===== EXERCISE INPUTS =====
//! The Quill playground language.
//!
//! A Quill unit imports reference libraries and declares types:
//!
//! ```text
//! import Twilio;
//!
//! pub type Program {
//!     new() { self.greeting = "hello from " + Twilio.Name; }
//!     fn GetString() { return self.greeting; }
//! }
//! ```
//!
//! Parsing is purely syntactic. Name resolution against the reference
//! catalog happens in emit, which lowers the tree to a `QMOD` image with
//! library constants inlined.

pub mod ast;
mod emit;
mod error_code;
mod lexer;
mod parser;

use quill_diagnostic::Diagnostic;
use quill_ir::{SourceUnit, Span};
use quill_refs::ReferenceCatalog;

use crate::{CompilerBackend, EmitFailure, EmitOptions, Emitted, ParseOptions, Parsed};

use ast::CompilationUnit;
pub use error_code::ErrorCode;

/// Parsed Quill source, ready for emit.
///
/// Keeps the source so emit diagnostics can report line and column.
#[derive(Clone, Debug)]
pub struct SyntaxTree {
    pub source: SourceUnit,
    pub unit: CompilationUnit,
}

/// The bundled Quill compiler.
#[derive(Copy, Clone, Debug, Default)]
pub struct QuillBackend;

impl QuillBackend {
    pub fn new() -> Self {
        QuillBackend
    }
}

impl CompilerBackend for QuillBackend {
    type Syntax = SyntaxTree;

    #[tracing::instrument(level = "debug", skip_all, fields(len = source.len()))]
    fn parse(&self, source: &SourceUnit, options: &ParseOptions) -> Parsed<SyntaxTree> {
        let (unit, problems) = parser::parse(source.text(), options.language_version);
        let diagnostics = problems
            .into_iter()
            .map(|p| render(source, p.span, p.code, &p.message))
            .collect();
        Parsed {
            syntax: SyntaxTree {
                source: source.clone(),
                unit,
            },
            diagnostics,
        }
    }

    #[tracing::instrument(level = "debug", skip_all, fields(references = references.len()))]
    fn emit(
        &self,
        syntax: &SyntaxTree,
        references: &ReferenceCatalog,
        options: &EmitOptions,
    ) -> Result<Emitted, EmitFailure> {
        emit::emit(syntax, references, options)
    }
}

/// A problem found by the lexer, parser or emitter, before rendering.
#[derive(Clone, Debug, PartialEq, Eq)]
struct Problem {
    code: ErrorCode,
    span: Span,
    message: String,
}

impl Problem {
    fn new(code: ErrorCode, span: Span, message: impl Into<String>) -> Self {
        Problem {
            code,
            span,
            message: message.into(),
        }
    }
}

/// Render a problem as `(<line>,<col>): <severity> <code>: <message>`.
fn render(source: &SourceUnit, span: Span, code: ErrorCode, message: &str) -> Diagnostic {
    let (line, col) = source.line_col(span.start);
    let severity = code.severity();
    let text = format!("({line},{col}): {severity} {code}: {message}");
    Diagnostic::new(severity, text)
}

#[cfg(test)]
mod tests {
    use quill_diagnostic::Severity;

    use super::*;
    use crate::LanguageVersion;

    #[test]
    fn test_render_format() {
        let source = SourceUnit::from("import X\n");
        let diag = render(
            &source,
            Span::point(9),
            ErrorCode::Q1003,
            "expected `;`, found end of input",
        );
        assert_eq!(diag.severity, Severity::Error);
        assert_eq!(
            diag.text,
            "(2,1): error Q1003: expected `;`, found end of input"
        );
    }

    #[test]
    fn test_parse_keeps_source_for_emit() {
        let source = SourceUnit::from("pub type Program {}");
        let parsed = QuillBackend.parse(
            &source,
            &ParseOptions {
                language_version: LanguageVersion::Stable,
            },
        );
        assert!(!parsed.has_errors());
        assert_eq!(parsed.syntax.source, source);
        assert_eq!(parsed.syntax.unit.types.len(), 1);
    }
}
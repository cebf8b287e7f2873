//! Compile-and-run service for the Quill playground.
//!
//! [`CompileService`] turns submitted source text into a diagnostic
//! transcript, a loaded module, and finally the text returned by the
//! module's `Program.GetString()`:
//!
//! ```text
//! Start → Parsing → ParseFailed
//!                 → Emitting → EmitFailed
//!                            → Loaded → Invoking → InvokeFailed
//!                            → LoadFailed         → Succeeded(text)
//! ```
//!
//! The service is generic over the compiler backend and module loader; the
//! `quill` binary wires it to [`QuillBackend`](quill_backend::QuillBackend)
//! and [`ImageLoader`](quill_loader::ImageLoader).

pub mod commands;
mod config;
mod report;
mod service;
mod state;

use std::sync::Once;

pub use config::{ConfigError, ServiceConfig};
pub use report::{CompileOutcome, CompileReport, ErrorType, RunOutcome, RunReport, RunSummary};
pub use service::CompileService;
pub use state::AttemptState;

static TRACING_INIT: Once = Once::new();

/// Initialize tracing for debug output.
///
/// Call this once at startup. Safe to call multiple times.
/// Enable with `RUST_LOG=quillc=debug` or `RUST_LOG=quill_refs=debug,quillc=trace`.
pub fn init_tracing() {
    TRACING_INIT.call_once(|| {
        use tracing_subscriber::{fmt, prelude::*, EnvFilter};

        // Only initialize if RUST_LOG is set
        if std::env::var("RUST_LOG").is_ok() {
            let filter = EnvFilter::from_default_env();
            tracing_subscriber::registry()
                .with(fmt::layer().with_target(true).with_level(true))
                .with(filter)
                .init();
        }
    });
}
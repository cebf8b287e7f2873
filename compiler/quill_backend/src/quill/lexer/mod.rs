//! Quill lexer, built on `logos`.

use std::fmt;

use logos::Logos;
use quill_ir::Span;

use super::{ErrorCode, Problem};

#[derive(Logos, Debug, Clone, PartialEq, Eq)]
#[logos(skip r"[ \t\r\n\f]+")]
pub enum Token {
    #[regex(r"//[^\n]*", logos::skip)]
    Comment,

    // Keywords
    #[token("import")]
    Import,
    #[token("pub")]
    Pub,
    #[token("type")]
    Type,
    #[token("new")]
    New,
    #[token("fn")]
    Fn,
    #[token("return")]
    Return,
    #[token("fail")]
    Fail,
    #[token("loop")]
    Loop,
    #[token("self")]
    SelfKw,
    #[token("true")]
    True,
    #[token("false")]
    False,
    #[token("none")]
    NoneKw,

    // Symbols
    #[token("{")]
    LBrace,
    #[token("}")]
    RBrace,
    #[token("(")]
    LParen,
    #[token(")")]
    RParen,
    #[token(";")]
    Semi,
    #[token(",")]
    Comma,
    #[token(".")]
    Dot,
    #[token("=")]
    Eq,
    #[token("+")]
    Plus,

    // Literals. Integers stay textual so the parser can report overflow.
    #[regex(r"[0-9]+", |lex| lex.slice().to_owned())]
    Int(String),

    #[regex(r#""([^"\\\n]|\\.)*""#, |lex| unescape(lex.slice()))]
    Str(String),

    /// A string that reaches end of line or input without its closing quote.
    #[regex(r#""([^"\\\n]|\\.)*"#)]
    UnterminatedStr,

    #[regex(r"[A-Za-z_][A-Za-z0-9_]*", |lex| lex.slice().to_owned())]
    Ident(String),

    /// End of input; appended by [`tokenize`], never produced by logos.
    Eof,
}

impl fmt::Display for Token {
    fn fmt(&self, f: &mut fmt::Formatter<'_>) -> fmt::Result {
        match self {
            Token::Import => f.write_str("`import`"),
            Token::Pub => f.write_str("`pub`"),
            Token::Type => f.write_str("`type`"),
            Token::New => f.write_str("`new`"),
            Token::Fn => f.write_str("`fn`"),
            Token::Return => f.write_str("`return`"),
            Token::Fail => f.write_str("`fail`"),
            Token::Loop => f.write_str("`loop`"),
            Token::SelfKw => f.write_str("`self`"),
            Token::True => f.write_str("`true`"),
            Token::False => f.write_str("`false`"),
            Token::NoneKw => f.write_str("`none`"),
            Token::LBrace => f.write_str("`{`"),
            Token::RBrace => f.write_str("`}`"),
            Token::LParen => f.write_str("`(`"),
            Token::RParen => f.write_str("`)`"),
            Token::Semi => f.write_str("`;`"),
            Token::Comma => f.write_str("`,`"),
            Token::Dot => f.write_str("`.`"),
            Token::Eq => f.write_str("`=`"),
            Token::Plus => f.write_str("`+`"),
            Token::Int(text) => write!(f, "integer `{text}`"),
            Token::Str(_) | Token::UnterminatedStr => f.write_str("string literal"),
            Token::Ident(name) => write!(f, "identifier `{name}`"),
            Token::Comment => f.write_str("comment"),
            Token::Eof => f.write_str("end of input"),
        }
    }
}

#[derive(Clone, Debug, PartialEq, Eq)]
pub struct SpannedToken {
    pub token: Token,
    pub span: Span,
}

/// Tokenize source text.
///
/// Never fails: bad characters and unterminated strings become problems
/// and are dropped from the stream. The result always ends with [`Token::Eof`].
pub fn tokenize(source: &str) -> (Vec<SpannedToken>, Vec<Problem>) {
    let mut tokens = Vec::new();
    let mut problems = Vec::new();
    let mut lexer = Token::lexer(source);

    while let Some(result) = lexer.next() {
        let span = Span::from_range(lexer.span());
        match result {
            Ok(Token::UnterminatedStr) => {
                problems.push(Problem::new(
                    ErrorCode::Q1002,
                    span,
                    "unterminated string literal",
                ));
            }
            Ok(token) => tokens.push(SpannedToken { token, span }),
            Err(()) => {
                problems.push(Problem::new(
                    ErrorCode::Q1001,
                    span,
                    format!("unexpected character `{}`", lexer.slice()),
                ));
            }
        }
    }

    let end = Span::from_range(source.len()..source.len());
    tokens.push(SpannedToken {
        token: Token::Eof,
        span: end,
    });
    (tokens, problems)
}

/// Strip quotes and resolve `\n`, `\t`, `\\` and `\"`.
///
/// Unknown escapes keep the escaped character.
fn unescape(quoted: &str) -> String {
    let inner = &quoted[1..quoted.len() - 1];
    let mut out = String::with_capacity(inner.len());
    let mut chars = inner.chars();
    while let Some(ch) = chars.next() {
        if ch != '\\' {
            out.push(ch);
            continue;
        }
        match chars.next() {
            Some('n') => out.push('\n'),
            Some('t') => out.push('\t'),
            Some(other) => out.push(other),
            None => {}
        }
    }
    out
}
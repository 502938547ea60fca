use offset_heap::benchmark::{self, BenchConfig};

fn main() {
    match benchmark::run(&BenchConfig::default()) {
        Ok(report) => print!("{}", report),
        Err(error) => {
            eprintln!("benchmark aborted: {}", error);
            std::process::exit(1);
        }
    }
}
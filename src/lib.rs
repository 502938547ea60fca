#![warn(clippy::all)]
//! An array-backed binary min-heap whose root can be placed at any offset
//! inside its storage, with a driver measuring how that offset affects the
//! cost of building the heap.
use std::ops::Range;

/// A range of indexes in the backing storage of a heap
type Window = Range<usize>;

pub mod benchmark;
pub mod error;
pub mod heap;
pub mod offset_indexable;
pub mod window;

pub use benchmark::BenchError;
pub use error::{HeapError, Result};
pub use heap::OffsetHeap;
//! Error types for offset heaps

use thiserror::Error;

/// Result type alias using the heap error
pub type Result<T> = std::result::Result<T, HeapError>;

/// Precondition violations rejected by heap operations. None of them leaves
/// the heap in a partially modified state.
#[derive(Debug, Clone, Copy, PartialEq, Eq, Error)]
pub enum HeapError {
    /// The root of an empty heap was requested
    #[error("the heap is empty")]
    EmptyHeap,

    /// The logical window would extend past the backing storage
    #[error("window at offset {offset} with {size} elements exceeds storage of length {capacity}")]
    OffsetOutOfRange {
        offset: usize,
        size: usize,
        capacity: usize,
    },

    /// More elements were requested than the buffer can hold
    #[error("cannot hold {size} elements in storage of length {capacity}")]
    CapacityMismatch { size: usize, capacity: usize },
}
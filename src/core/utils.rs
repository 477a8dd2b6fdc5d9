/// Maximum length of a display title, in characters
pub const MAX_TITLE_LEN: usize = 50;

/// Title used when sanitization leaves nothing behind
pub const FALLBACK_TITLE: &str = "video";

/// A video title in its two sanitized forms.
#[derive(Debug, Clone, PartialEq, Eq)]
pub struct ResolvedTitle {
    /// Alphanumerics and spaces only, at most 50 characters
    pub display: String,
    /// `display` collapsed to `[A-Za-z0-9_]`, safe inside a header value
    pub filename: String,
}

/// Strips everything outside `[A-Za-z0-9 ]`, trims and truncates to 50 chars.
///
/// # Example
///
/// ```
/// use tubedrop::core::utils::sanitize_display_title;
///
/// assert_eq!(sanitize_display_title("Rick Astley - Never Gonna (Official)"), "Rick Astley  Never Gonna Official");
/// ```
pub fn sanitize_display_title(raw: &str) -> String {
    let kept: String = raw.chars().filter(|c| c.is_ascii_alphanumeric() || *c == ' ').collect();
    let truncated: String = kept.trim().chars().take(MAX_TITLE_LEN).collect();
    truncated.trim_end().to_string()
}

/// Replaces every character outside `[A-Za-z0-9_]` with `_`.
///
/// # Example
///
/// ```
/// use tubedrop::core::utils::sanitize_filename;
///
/// assert_eq!(sanitize_filename("song name 2"), "song_name_2");
/// ```
pub fn sanitize_filename(title: &str) -> String {
    title
        .chars()
        .map(|c| if c.is_ascii_alphanumeric() || c == '_' { c } else { '_' })
        .collect()
}

/// Runs both sanitization passes over a raw yt-dlp title.
pub fn resolve_title_forms(raw: &str) -> ResolvedTitle {
    let mut display = sanitize_display_title(raw);
    if display.is_empty() {
        display = FALLBACK_TITLE.to_string();
    }
    let filename = sanitize_filename(&display);
    ResolvedTitle { display, filename }
}
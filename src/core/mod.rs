//! Core utilities, configuration, and common functionality

pub mod config;
pub mod error;
pub mod logging;
pub mod process;
pub mod readiness;
pub mod utils;
pub mod validation;
pub mod web_server;

// Re-exports for convenience
pub use config::Settings;
pub use error::{AppError, AppResult};
pub use logging::{init_logger, log_tool_configuration};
=====
** PROBLEM DETAILS **
Starting at the first line of the records above, please copy every line exactly through the line containing "fn parse(&self, source: &SourceUnit, options: &ParseOptions)", and stop there.

** ANSWER AREA **
//! The Quill playground language.
//!
//! A Quill unit imports reference libraries and declares types:
//!
//! ```text
//! import Twilio;
//!
//! pub type Program {
//!     new() { self.greeting = "hello from " + Twilio.Name; }
//!     fn GetString() { return self.greeting; }
//! }
//! ```
//!
//! Parsing is purely syntactic. Name resolution against the reference
//! catalog happens in emit, which lowers the tree to a `QMOD` image with
//! library constants inlined.

pub mod ast;
mod emit;
mod error_code;
mod lexer;
mod parser;

use quill_diagnostic::Diagnostic;
use quill_ir::{SourceUnit, Span};
use quill_refs::ReferenceCatalog;

use crate::{CompilerBackend, EmitFailure, EmitOptions, Emitted, ParseOptions, Parsed};

use ast::CompilationUnit;
pub use error_code::ErrorCode;

/// Parsed Quill source, ready for emit.
///
/// Keeps the source so emit diagnostics can report line and column.
#[derive(Clone, Debug)]
pub struct SyntaxTree {
    pub source: SourceUnit,
    pub unit: CompilationUnit,
}

/// The bundled Quill compiler.
#[derive(Copy, Clone, Debug, Default)]
pub struct QuillBackend;

impl QuillBackend {
    pub fn new() -> Self {
        QuillBackend
    }
}

impl CompilerBackend for QuillBackend {
    type Syntax = SyntaxTree;

    #[tracing::instrument(level = "debug", skip_all, fields(len = source.len()))]
    fn parse(&self, source: &SourceUnit, options: &ParseOptions) -> Parsed<SyntaxTree> {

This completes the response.